Roda de conversa na Escola Politécnica da UFBA aborda a problemática da violência de gênero no mercado de trabalho e na universidade
POR AMANDA DULTRA
amandadultra@hormail.com
O reflexo da herança secular do papel feminino como secundário ainda é muito presente nos dias atuais e que ainda possibilita transgressões que objetifiquem ou diminuam a mulher. Ainda que existam conquistas sociais através de leis, haverão exemplos de agressões físicas, psicológicas, sexuais, ou mesmo morais – resultando no pior: o silêncio da vítima.
Violências como as retratadas acima acabam também fazem parte da vida de mulheres não apenas no âmbito conjugal, mas também no mercado de trabalho e nas universidades. Dessa forma, o sentimento mais notável entre as participantes do seminário “Violência de gênero: no mercado de trabalho e na Universidade”, era o de cansaço.
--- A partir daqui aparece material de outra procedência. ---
//! Configuration Module
//!
//! Handles loading and managing server configuration from environment variables.

use std::env;

/// Server configuration parameters.
///
/// All values can be configured via environment variables with sensible defaults.
#[derive(Debug, Clone)]
pub struct Config {
    /// Capacity applied to both backends when a request does not carry one
    pub capacity: usize,
    /// HTTP server port
    pub server_port: u16,
    /// Local store sweep interval in seconds
    pub cleanup_interval: u64,
    /// Connection URL of the Redis instance backing the remote store
    pub redis_url: String,
    /// Prefix under which all remote keys live
    pub remote_namespace: String,
    /// Flush the whole Redis instance on delete-all instead of the namespace
    pub remote_flush_all: bool,
    /// Clear the remote namespace at startup so both backends start empty
    pub remote_reset_on_start: bool,
}

impl Config {
    /// Creates a new Config by loading values from environment variables.
    ///
    /// # Environment Variables
    /// - `CACHE_CAPACITY` - Entries per backend (default: 100)
    /// - `SERVER_PORT` - HTTP server port (default: 3000)
    /// - `CLEANUP_INTERVAL` - Sweep frequency in seconds (default: 1)
    /// - `REDIS_URL` - Redis connection URL (default: redis://127.0.0.1:6379)
    /// - `REMOTE_NAMESPACE` - Remote key prefix (default: dual_cache)
    /// - `REMOTE_FLUSH_ALL` - Flush the entire instance on delete-all (default: false)
    /// - `REMOTE_RESET_ON_START` - Clear the namespace on startup (default: true)
    pub fn from_env() -> Self {
        let defaults = Self::default();
        Self {
            capacity: parse_var("CACHE_CAPACITY").unwrap_or(defaults.capacity),
            server_port: parse_var("SERVER_PORT").unwrap_or(defaults.server_port),
            cleanup_interval: parse_var("CLEANUP_INTERVAL").unwrap_or(defaults.cleanup_interval),
            redis_url: env::var("REDIS_URL").unwrap_or(defaults.redis_url),
            remote_namespace: env::var("REMOTE_NAMESPACE")
                .ok()
                .filter(|ns| !ns.is_empty())
                .unwrap_or(defaults.remote_namespace),
            remote_flush_all: parse_var("REMOTE_FLUSH_ALL").unwrap_or(defaults.remote_flush_all),
            remote_reset_on_start: parse_var("REMOTE_RESET_ON_START")
                .unwrap_or(defaults.remote_reset_on_start),
        }
    }
}

fn parse_var<T: std::str::FromStr>(name: &str) -> Option<T> {
    env::var(name).ok().and_then(|v| v.trim().parse().ok())
}

impl Default for Config {
    fn default() -> Self {
        Self {
            capacity: 100,
            server_port: 3000,
            cleanup_interval: 1,
            redis_url: "redis://127.0.0.1:6379".to_string(),
            remote_namespace: "dual_cache".to_string(),
            remote_flush_all: false,
            remote_reset_on_start: true,
        }
    }
}
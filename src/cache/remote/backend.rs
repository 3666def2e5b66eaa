//! Remote primitive consumed by the remote store: a key-value space with
//! native per-key expiry plus ordered lists.

use std::sync::Arc;

use async_trait::async_trait;

use crate::error::Result;

/// Ordered-list + key-value service the remote store is layered on.
///
/// Every call may fail with [`CacheError::Remote`](crate::error::CacheError::Remote);
/// implementations never retry.
#[async_trait]
pub trait RemoteBackend: Send + Sync {
    async fn exists(&self, key: &str) -> Result<bool>;

    async fn get(&self, key: &str) -> Result<Option<String>>;

    /// Stores `value`; `ttl_seconds` of `None` means no expiration.
    async fn set(&self, key: &str, value: &str, ttl_seconds: Option<u64>) -> Result<()>;

    async fn delete(&self, key: &str) -> Result<()>;

    async fn push_front(&self, list: &str, value: &str) -> Result<()>;

    /// Removes every occurrence of `value` from `list`.
    async fn remove_all(&self, list: &str, value: &str) -> Result<()>;

    /// Whole list, front to back.
    async fn range_all(&self, list: &str) -> Result<Vec<String>>;

    async fn list_len(&self, list: &str) -> Result<usize>;

    async fn pop_back(&self, list: &str) -> Result<Option<String>>;

    /// Drops every key of the remote instance, not only ours.
    async fn flush_all(&self) -> Result<()>;
}

pub type BackendHandle = Arc<dyn RemoteBackend + 'static>;
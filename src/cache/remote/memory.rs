//! In-process [`RemoteBackend`] with native expiry and failure injection.
//!
//! Mirrors the Redis commands the remote store relies on, so the full stack
//! can run (and be tested) without a Redis instance.

use std::collections::{HashMap, VecDeque};
use std::sync::atomic::{AtomicBool, Ordering};
use std::sync::{Mutex, MutexGuard, PoisonError};
use std::time::{Duration, Instant};

use async_trait::async_trait;

use super::RemoteBackend;
use crate::error::{CacheError, Result};

const WRONG_TYPE: &str = "WRONGTYPE Operation against a key holding the wrong kind of value";

#[derive(Debug)]
enum Slot {
    Str {
        value: String,
        deadline: Option<Instant>,
    },
    List(VecDeque<String>),
}

/// One keyspace shared by strings and lists, as in Redis.
#[derive(Debug, Default)]
struct MemoryState {
    slots: HashMap<String, Slot>,
}

impl MemoryState {
    /// Drops `key` if its deadline has passed, then reports what is left.
    fn live(&mut self, key: &str) -> Option<&mut Slot> {
        let expired = matches!(
            self.slots.get(key),
            Some(Slot::Str { deadline: Some(deadline), .. }) if Instant::now() >= *deadline
        );
        if expired {
            self.slots.remove(key);
        }
        self.slots.get_mut(key)
    }

    fn string(&mut self, key: &str) -> Result<Option<&String>> {
        match self.live(key) {
            None => Ok(None),
            Some(Slot::Str { value, .. }) => Ok(Some(&*value)),
            Some(Slot::List(_)) => Err(wrong_type()),
        }
    }

    fn list(&mut self, key: &str) -> Result<Option<&mut VecDeque<String>>> {
        match self.live(key) {
            None => Ok(None),
            Some(Slot::List(items)) => Ok(Some(items)),
            Some(Slot::Str { .. }) => Err(wrong_type()),
        }
    }

    /// Lists vanish once empty, like Redis.
    fn drop_if_empty(&mut self, key: &str) {
        if matches!(self.slots.get(key), Some(Slot::List(items)) if items.is_empty()) {
            self.slots.remove(key);
        }
    }
}

fn wrong_type() -> CacheError {
    CacheError::Remote(WRONG_TYPE.to_string())
}

/// Process-local stand-in for the Redis primitive.
#[derive(Debug, Default)]
pub struct MemoryBackend {
    state: Mutex<MemoryState>,
    failing: AtomicBool,
}

impl MemoryBackend {
    pub fn new() -> Self {
        Self::default()
    }

    /// While set, every call fails with [`CacheError::Remote`].
    pub fn set_failing(&self, failing: bool) {
        self.failing.store(failing, Ordering::SeqCst);
    }

    fn state(&self) -> Result<MutexGuard<'_, MemoryState>> {
        if self.failing.load(Ordering::SeqCst) {
            return Err(CacheError::Remote("connection refused".to_string()));
        }
        Ok(self.state.lock().unwrap_or_else(PoisonError::into_inner))
    }
}

#[async_trait]
impl RemoteBackend for MemoryBackend {
    async fn exists(&self, key: &str) -> Result<bool> {
        Ok(self.state()?.live(key).is_some())
    }

    async fn get(&self, key: &str) -> Result<Option<String>> {
        Ok(self.state()?.string(key)?.cloned())
    }

    async fn set(&self, key: &str, value: &str, ttl_seconds: Option<u64>) -> Result<()> {
        // A deadline past what Instant can represent never fires
        let deadline =
            ttl_seconds.and_then(|secs| Instant::now().checked_add(Duration::from_secs(secs)));
        self.state()?.slots.insert(
            key.to_string(),
            Slot::Str {
                value: value.to_string(),
                deadline,
            },
        );
        Ok(())
    }

    async fn delete(&self, key: &str) -> Result<()> {
        self.state()?.slots.remove(key);
        Ok(())
    }

    async fn push_front(&self, list: &str, value: &str) -> Result<()> {
        let mut state = self.state()?;
        match state.list(list)? {
            Some(items) => items.push_front(value.to_string()),
            None => {
                state
                    .slots
                    .insert(list.to_string(), Slot::List(VecDeque::from([value.to_string()])));
            }
        }
        Ok(())
    }

    async fn remove_all(&self, list: &str, value: &str) -> Result<()> {
        let mut state = self.state()?;
        if let Some(items) = state.list(list)? {
            items.retain(|item| item != value);
        }
        state.drop_if_empty(list);
        Ok(())
    }

    async fn range_all(&self, list: &str) -> Result<Vec<String>> {
        Ok(self
            .state()?
            .list(list)?
            .map(|items| items.iter().cloned().collect())
            .unwrap_or_default())
    }

    async fn list_len(&self, list: &str) -> Result<usize> {
        Ok(self.state()?.list(list)?.map_or(0, |items| items.len()))
    }

    async fn pop_back(&self, list: &str) -> Result<Option<String>> {
        let mut state = self.state()?;
        let popped = state.list(list)?.and_then(VecDeque::pop_back);
        state.drop_if_empty(list);
        Ok(popped)
    }

    async fn flush_all(&self) -> Result<()> {
        self.state()?.slots.clear();
        Ok(())
    }
}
Mais do que indignação, as faces femininas do Programa de Extensão Tutorada do curso de Engenharia Elétrica da UFBA (PET Elétrica) contavam suas histórias com muita exaustão.
De acordo com a estudante do curso de Engenharia Elétrica Milena Cerqueira, a violência chega de onde menos se espera. “Recentemente, aqui na Poli, a gente recebeu um e-mail de uma vaga de estágio que tinha explicitamente escrito ‘só para homens”, exemplificou num tom quase casual e reforçou: “Como mudar esse paradigma?”
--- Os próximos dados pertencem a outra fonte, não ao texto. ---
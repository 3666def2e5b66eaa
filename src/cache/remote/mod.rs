//! Remote Store Module
//!
//! LRU cache layered on a remote ordered list plus key-value primitive.
//!
//! Values live at `<namespace>:v:<key>` with native expiry; recency lives in
//! the list `<namespace>:order` (front = most recent). The two prefixes are
//! disjoint, so no user key can land on the list. The primitive has no
//! move-to-front, so every hit or write repositions a key with
//! remove-all + push-front, which costs O(list length).

mod backend;
mod memory;
mod redis_backend;

use std::sync::Arc;

use tracing::{debug, info};

use crate::error::{CacheError, Result};

pub use backend::{BackendHandle, RemoteBackend};
pub use memory::MemoryBackend;
pub use redis_backend::RedisBackend;

/// TTL value meaning "never expire" on the remote side.
pub const NO_EXPIRATION: i64 = -1;

/// Longest accepted TTL (100 years). Redis `EX` rejects values whose
/// millisecond deadline overflows; this stays far below that.
pub const MAX_TTL_SECONDS: i64 = 100 * 365 * 24 * 60 * 60;

/// Maps a caller TTL onto native expiry: `-1` is none, `1..=MAX_TTL_SECONDS`
/// is seconds, anything else is rejected.
pub fn validate_ttl(ttl: i64) -> Result<Option<u64>> {
    match ttl {
        NO_EXPIRATION => Ok(None),
        secs @ 1..=MAX_TTL_SECONDS => Ok(Some(secs as u64)),
        other => Err(CacheError::InvalidTtl(other)),
    }
}

// == Remote Store ==
/// LRU store kept in a remote service.
pub struct RemoteStore {
    backend: BackendHandle,
    namespace: String,
    order_key: String,
    flush_all: bool,
}

impl RemoteStore {
    // == Constructor ==
    /// Creates a store whose keys are scoped under `namespace`.
    pub fn new(backend: BackendHandle, namespace: impl Into<String>) -> Self {
        let namespace = namespace.into();
        Self {
            order_key: format!("{}:order", namespace),
            backend,
            namespace,
            flush_all: false,
        }
    }

    /// Makes [`del_all`](Self::del_all) flush the whole remote instance
    /// instead of this namespace.
    pub fn with_flush_all(mut self, flush_all: bool) -> Self {
        self.flush_all = flush_all;
        self
    }

    /// Convenience constructor over a fresh [`MemoryBackend`].
    pub fn in_memory(namespace: impl Into<String>) -> Self {
        Self::new(Arc::new(MemoryBackend::new()), namespace)
    }

    pub fn backend(&self) -> &BackendHandle {
        &self.backend
    }

    pub fn namespace(&self) -> &str {
        &self.namespace
    }

    fn value_key(&self, key: &str) -> String {
        format!("{}:v:{}", self.namespace, key)
    }

    async fn move_to_front(&self, key: &str) -> Result<()> {
        self.backend.remove_all(&self.order_key, key).await?;
        self.backend.push_front(&self.order_key, key).await
    }

    // == Set ==
    /// Stores `value` and moves `key` to the front, then evicts down to `capacity`.
    ///
    /// `ttl` must be `-1` (no expiry) or in `1..=MAX_TTL_SECONDS`; other values
    /// fail with [`CacheError::InvalidTtl`] before anything is written.
    pub async fn set(&self, key: &str, value: &str, capacity: usize, ttl: i64) -> Result<()> {
        let ttl_seconds = validate_ttl(ttl)?;

        // Value first: a concurrent eviction scan drops listed keys whose value is missing
        self.backend
            .set(&self.value_key(key), value, ttl_seconds)
            .await?;
        // Remove unconditionally so a natively expired leftover can't duplicate the key
        self.move_to_front(key).await?;

        self.evict(capacity).await
    }

    // == Evict ==
    /// Drops keys whose values expired natively, then pops from the back
    /// until the order list fits in `capacity`.
    async fn evict(&self, capacity: usize) -> Result<()> {
        for key in self.backend.range_all(&self.order_key).await? {
            if !self.backend.exists(&self.value_key(&key)).await? {
                self.backend.remove_all(&self.order_key, &key).await?;
            }
        }

        let mut len = self.backend.list_len(&self.order_key).await?;
        while len > capacity {
            let Some(oldest) = self.backend.pop_back(&self.order_key).await? else {
                break;
            };
            self.backend.delete(&self.value_key(&oldest)).await?;
            debug!(key = %oldest, "remote: evicted least recently used entry");
            len = self.backend.list_len(&self.order_key).await?;
        }
        Ok(())
    }

    // == Get ==
    /// Returns the value on a hit and moves the key to the front.
    /// Misses leave the order list untouched.
    pub async fn get(&self, key: &str) -> Result<Option<String>> {
        let Some(value) = self.backend.get(&self.value_key(key)).await? else {
            return Ok(None);
        };
        self.move_to_front(key).await?;
        Ok(Some(value))
    }

    // == Delete ==
    pub async fn del(&self, key: &str) -> Result<()> {
        let value_key = self.value_key(key);
        if self.backend.exists(&value_key).await? {
            self.backend.remove_all(&self.order_key, key).await?;
            self.backend.delete(&value_key).await?;
        }
        Ok(())
    }

    // == Delete All ==
    pub async fn del_all(&self) -> Result<()> {
        if self.flush_all {
            info!("remote: flushing entire instance");
            self.backend.flush_all().await
        } else {
            self.reset().await
        }
    }

    // == Reset ==
    /// Deletes every listed value and the order list itself.
    pub async fn reset(&self) -> Result<()> {
        let keys = self.backend.range_all(&self.order_key).await?;
        for key in &keys {
            self.backend.delete(&self.value_key(key)).await?;
        }
        self.backend.delete(&self.order_key).await?;
        debug!(namespace = %self.namespace, removed = keys.len(), "remote: namespace cleared");
        Ok(())
    }

    // == Print ==
    /// Renders `key:value` pairs front to back, joined by `", "`.
    ///
    /// Keys whose value has expired are dropped from the order list.
    pub async fn print(&self) -> Result<String> {
        let keys = self.backend.range_all(&self.order_key).await?;
        let mut items = Vec::with_capacity(keys.len());

        for key in keys {
            match self.backend.get(&self.value_key(&key)).await? {
                Some(value) => items.push(format!("{}:{}", key, value)),
                None => self.backend.remove_all(&self.order_key, &key).await?,
            }
        }

        Ok(items.join(", "))
    }

    /// Length of the order list (may still count natively expired keys).
    pub async fn len(&self) -> Result<usize> {
        self.backend.list_len(&self.order_key).await
    }

    pub async fn is_empty(&self) -> Result<bool> {
        Ok(self.len().await? == 0)
    }
}
//! Integration Tests for the dual-backend coordinator
//!
//! Exercises the cache through its public API with both stores wired to an
//! in-process remote backend.

use std::sync::Arc;
use std::time::Duration;

use dual_cache::cache::{LocalStore, MemoryBackend, RemoteBackend, RemoteStore};
use dual_cache::{CacheError, DualCache};

fn shared_backend_cache(namespace: &str) -> (DualCache, Arc<MemoryBackend>) {
    let backend = Arc::new(MemoryBackend::new());
    let cache = DualCache::new(
        Arc::new(LocalStore::new()),
        Arc::new(RemoteStore::new(backend.clone(), namespace)),
    );
    (cache, backend)
}

#[tokio::test]
async fn test_capacity_two_evicts_oldest() {
    let cache = DualCache::in_memory("e2e");

    cache.set("a", "1", 2, -1).await.unwrap();
    cache.set("b", "2", 2, -1).await.unwrap();
    cache.set("c", "3", 2, -1).await.unwrap();

    assert_eq!(cache.print_local().await, "c:3, b:2");
    assert_eq!(cache.print_remote().await.unwrap(), "c:3, b:2");
    assert_eq!(cache.get("a").await.unwrap(), None);
    assert_eq!(cache.get("c").await.unwrap(), Some("3".to_string()));
}

#[tokio::test]
async fn test_read_protects_key_from_eviction() {
    let cache = DualCache::in_memory("e2e");

    cache.set("a", "1", 2, -1).await.unwrap();
    cache.set("b", "2", 2, -1).await.unwrap();
    assert_eq!(cache.get("a").await.unwrap(), Some("1".to_string()));

    cache.set("c", "3", 2, -1).await.unwrap();

    assert_eq!(cache.get("b").await.unwrap(), None);
    assert_eq!(cache.get("a").await.unwrap(), Some("1".to_string()));
    assert_eq!(cache.get("c").await.unwrap(), Some("3".to_string()));
}

#[tokio::test]
async fn test_expiration_in_both_stores() {
    let cache = DualCache::in_memory("e2e");

    cache.set("t", "v", 10, 1).await.unwrap();
    assert_eq!(cache.get("t").await.unwrap(), Some("v".to_string()));

    tokio::time::sleep(Duration::from_millis(1100)).await;

    assert_eq!(cache.local().get("t").await, None);
    assert_eq!(cache.remote().get("t").await.unwrap(), None);
    assert_eq!(cache.get("t").await.unwrap(), None);
}

#[tokio::test]
async fn test_no_expiration_default() {
    let cache = DualCache::in_memory("e2e");

    cache.set("forever", "v", 10, -1).await.unwrap();
    tokio::time::sleep(Duration::from_millis(1100)).await;

    assert_eq!(cache.get("forever").await.unwrap(), Some("v".to_string()));
}

#[tokio::test]
async fn test_remote_only_removal_reads_as_miss() {
    let (cache, backend) = shared_backend_cache("e2e");

    cache.set("k", "v", 10, -1).await.unwrap();
    backend.delete("e2e:v:k").await.unwrap();

    assert_eq!(cache.get("k").await.unwrap(), None);
    // The local copy is still there; only the combined read refuses it
    assert_eq!(cache.print_local().await, "k:v");
}

#[tokio::test]
async fn test_oversized_ttl_leaves_both_stores_untouched() {
    let cache = DualCache::in_memory("e2e");

    cache.set("a", "1", 2, -1).await.unwrap();
    cache.set("b", "2", 2, -1).await.unwrap();

    let result = cache.set("c", "3", 2, i64::MAX).await;

    assert!(matches!(result, Err(CacheError::InvalidTtl(i64::MAX))));
    assert_eq!(cache.print_local().await, "b:2, a:1");
    assert_eq!(cache.print_remote().await.unwrap(), "b:2, a:1");
}

#[tokio::test]
async fn test_key_named_like_order_list() {
    let cache = DualCache::in_memory("e2e");

    cache.set("a", "1", 3, -1).await.unwrap();
    cache.set("__order", "x", 3, -1).await.unwrap();
    cache.del("__order").await.unwrap();
    cache.set("b", "2", 3, -1).await.unwrap();

    assert_eq!(cache.get("a").await.unwrap(), Some("1".to_string()));
    assert_eq!(cache.print_remote().await.unwrap(), "a:1, b:2");
    assert_eq!(cache.print_local().await, "a:1, b:2");
}

#[tokio::test]
async fn test_del_absent_key_is_noop() {
    let cache = DualCache::in_memory("e2e");

    cache.del("ghost").await.unwrap();
    cache.set("a", "1", 10, -1).await.unwrap();
    cache.del("ghost").await.unwrap();

    assert_eq!(cache.get("a").await.unwrap(), Some("1".to_string()));
}

#[tokio::test]
async fn test_del_all_clears_both_stores() {
    let (cache, backend) = shared_backend_cache("e2e");
    backend.set("other-tenant", "keep", None).await.unwrap();

    for (key, value) in [("a", "1"), ("b", "2"), ("c", "3")] {
        cache.set(key, value, 10, -1).await.unwrap();
    }
    cache.del_all().await.unwrap();

    for key in ["a", "b", "c"] {
        assert_eq!(cache.local().get(key).await, None);
        assert_eq!(cache.remote().get(key).await.unwrap(), None);
    }
    assert_eq!(
        backend.get("other-tenant").await.unwrap(),
        Some("keep".to_string())
    );
}

#[tokio::test]
async fn test_remote_failure_propagates_without_rollback() {
    let (cache, backend) = shared_backend_cache("e2e");
    backend.set_failing(true);

    let result = cache.set("k", "v", 10, -1).await;

    assert!(matches!(result, Err(CacheError::Remote(_))));
    assert_eq!(cache.print_local().await, "k:v");

    backend.set_failing(false);
    // Backends disagree now, so the read is a miss rather than an error
    assert_eq!(cache.get("k").await.unwrap(), None);
}

#[tokio::test]
async fn test_concurrent_writers_keep_capacity() {
    let cache = DualCache::in_memory("e2e");

    let writers: Vec<_> = (0..16)
        .map(|i| {
            let cache = cache.clone();
            tokio::spawn(async move {
                cache
                    .set(&format!("key{}", i), &i.to_string(), 4, -1)
                    .await
            })
        })
        .collect();

    for writer in writers {
        writer.await.unwrap().unwrap();
    }

    assert!(cache.local().len().await <= 4);
    assert!(cache.remote().len().await.unwrap() <= 4);
}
A questão de Milena foi a central levantada durante a tarde de discussão e, ao longo da mesa, muitas vozes se ergueram como a da graduanda de Engenharia Elétrica e também mediadora do evento, Maria Paula Ferreira. “Muitas mulheres negaram participar, não porque não tinham interesse, mas por medo da exposição”, desabafa.
Um problema apontado pela tutora Luciana Martinez foi a ausência das mulheres na pesquisa, talvez intimidadas num ambiente que ainda se mostra agressivo. “Dos estudantes universitários no país, 60% são mulheres; dos de mestrado, 53%, e de doutorado 47%. Pesquisadores A1 do CNPq somos 23%. Eu me questiono por que isso acontece? Se a maioria dos estudantes universitários são mulheres, por que não seguem esse caminho?”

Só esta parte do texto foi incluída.